I am aware that maintenance for most involves spanking, whether there has been any infraction or not and I understand the reasons given for maintenance spanking. My husband is not a fan of spanking for no infraction. Hence "our kind of maintenance".
In my post I wondered whether a spanking is actually required in order to achieve the desired results of maintenance, or whether the discussion alone is enough. Following on from this, I was having a discussion with my husband a few days later and asked him why he though it was that it seems to take punishment, or the threat of, to ensure the 4 D's are adhered to. After all, this lifestyle is consensual, both parties agree to it and want to run their relationship according to it's parameters. I actually want to show my husband the respect he deserves, follow his leadership and rules etc. So why is it that punishment, or the threat of is required in order to ensure I do follow his leadership?
My husband's reply was this.
I think it's just human nature. Domestic discipline is like the Army
Yes, you heard right, but I'll repeat it - Domestic discipline is like the Army.
My husband then went on to explain that in the Army there are multiple people all working towards the same goal, each with their own ideas of how to get there. If everyone in the Army did things according to their own ideas and ideals chaos would ensue as they would not be working together collectively and the end goal would not be met. Therefore, the Army has a hierarchy, those who set the course and the boundaries and those who follow. It also has a chief who ultimately sets the direction for the rest of the Army to follow. Sanctions are also in place as a deterrent from straying from the set path.

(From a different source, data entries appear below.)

use indoc::indoc;
use oasgen_core::keywords;

use super::{NameAllocator, sanitize};
use crate::Compiler;
use crate::config::{Case, CompileConfig, NamingConfig};
use crate::ir::TypeKind;

#[test]
fn claim_suffixes_taken_names() {
    let mut names = NameAllocator::new(keywords::GO);
    assert_eq!(names.claim("Pet"), "Pet");
    assert_eq!(names.claim("Pet"), "Pet2");
    assert_eq!(names.claim("Pet"), "Pet3");
    assert!(names.is_taken("Pet2"));

    names.release("Pet2");
    assert!(!names.is_taken("Pet2"));
    assert_eq!(names.claim("Pet"), "Pet2");
}

#[test]
fn sanitize_identifiers() {
    assert_eq!(sanitize("pet-store", keywords::GO), "petstore");
    assert_eq!(sanitize("200Response", keywords::GO), "T200Response");
    assert_eq!(sanitize("type", keywords::GO), "type_");
    assert_eq!(sanitize("type", keywords::TYPESCRIPT), "type");
    assert_eq!(sanitize("", keywords::GO), "Unnamed");
    assert_eq!(sanitize("€", keywords::GO), "Unnamed");
}

#[test]
fn colliding_component_names() {
    let ir = Compiler::expect_valid(indoc! {r#"
        openapi: 3.1.0
        info: {title: t, version: "1"}
        components:
          schemas:
            pet-item:
              type: object
              properties:
                name: {type: string}
            PetItem:
              type: object
              properties:
                tag: {type: string}
            Named:
              x-ogen-name: Renamed
              type: object
              properties:
                id: {type: string}
    "#});

    assert_eq!(
        ir.component("/components/schemas/pet-item").unwrap().name,
        "PetItem"
    );
    assert_eq!(
        ir.component("/components/schemas/PetItem").unwrap().name,
        "PetItem2"
    );
    assert_eq!(ir.component("/components/schemas/Named").unwrap().name, "Renamed");
    assert_eq!(
        ir.names.get("file:///api/openapi.yaml#/components/schemas/PetItem"),
        Some(&"PetItem2".to_string())
    );
}

#[test]
fn field_names_are_unique_per_struct() {
    let ir = Compiler::expect_valid(indoc! {r#"
        openapi: 3.1.0
        info: {title: t, version: "1"}
        components:
          schemas:
            User:
              type: object
              properties:
                user-id: {type: string}
                user_id: {type: string}
                type: {type: string}
    "#});

    let TypeKind::Struct { fields, .. } = &ir.type_by_name("User").unwrap().kind else {
        panic!("expected a struct");
    };
    let names: Vec<(&str, &str)> = fields
        .iter()
        .map(|f| (f.name.as_str(), f.target_name.as_str()))
        .collect();
    assert_eq!(
        names,
        [("user-id", "UserId"), ("user_id", "UserId2"), ("type", "Type")]
    );
}

#[test]
fn snake_case_fields_avoid_keywords() {
    let naming = NamingConfig {
        fields: Case::Snake,
        ..NamingConfig::default()
    };
    let ir = Compiler::expect_valid_with(
        indoc! {r#"
            openapi: 3.1.0
            info: {title: t, version: "1"}
            components:
              schemas:
                Item:
                  type: object
                  properties:
                    type: {type: string}
                    petId: {type: string}
        "#},
        CompileConfig::default().with_naming(naming),
    );

    let TypeKind::Struct { fields, .. } = &ir.type_by_name("Item").unwrap().kind else {
        panic!("expected a struct");
    };
    let names: Vec<&str> = fields.iter().map(|f| f.target_name.as_str()).collect();
    assert_eq!(names, ["type_", "pet_id"]);
}

#[test]
fn operation_names() {
    let ir = Compiler::expect_valid(indoc! {r#"
        openapi: 3.1.0
        info: {title: t, version: "1"}
        paths:
          /pets/{id}:
            parameters:
              - {name: id, in: path, required: true, schema: {type: string}}
            get:
              responses:
                "200": {description: ok}
            delete:
              operationId: remove_pet
              responses:
                "204": {description: gone}
    "#});

    let names: Vec<&str> = ir.operations.iter().map(|o| o.name.as_str()).collect();
    assert_eq!(names, ["GetPetsId", "RemovePet"]);
    assert_eq!(
        ir.operation_by_name("RemovePet").unwrap().operation_id.as_deref(),
        Some("remove_pet")
    );
}
use std::collections::HashMap;

use crate::diagnostics::{Diagnostic, DiagnosticKind, Span};
use crate::document::{Node, Object, SourceId, Value};
use crate::ir::{Bound, JsonType, Literal, Number, SpecVersion};
use crate::resolve::{RefKey, key_error};

use super::raw::{Additional, RawDiscriminator, RawProperty, RawSchema, SchemaRef};

/// JSON-Schema keywords outside the supported grammar.
const UNSUPPORTED: &[&str] = &[
    "if",
    "then",
    "else",
    "dependentSchemas",
    "dependentRequired",
    "dependencies",
    "unevaluatedProperties",
    "unevaluatedItems",
    "contains",
    "minContains",
    "maxContains",
    "$dynamicRef",
    "$dynamicAnchor",
    "$recursiveRef",
    "$recursiveAnchor",
];

/// Maximum nesting of subschemas inside one schema object.
const MAX_NESTING: u32 = 64;

/// Converts schema nodes to [`RawSchema`].
#[derive(Debug, Clone, Copy)]
pub struct SchemaParser {
    version: SpecVersion,
    depth: u32,
}

/// Spans of the keywords seen on one schema object, for locating
/// cross-keyword errors.
type KeywordSpans<'n> = HashMap<&'n str, Span>;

I thought my husband very clever for coming up with this analogy. In domestic discipline a couple share the same goal, to enhance their relationship and the closeness between them. It is the husband who sets the direction the relationship will take in order to each the goal.
Now - back to maintenance - how has this been going for me I hear you ask?
Well, I'm ashamed to say that only one session so far has resulted in no spanking due to several minor infractions occurring. It seems to avoid being spanked during maintenance I have to be squeaky clean having committed absolutely no infractions. Sigh!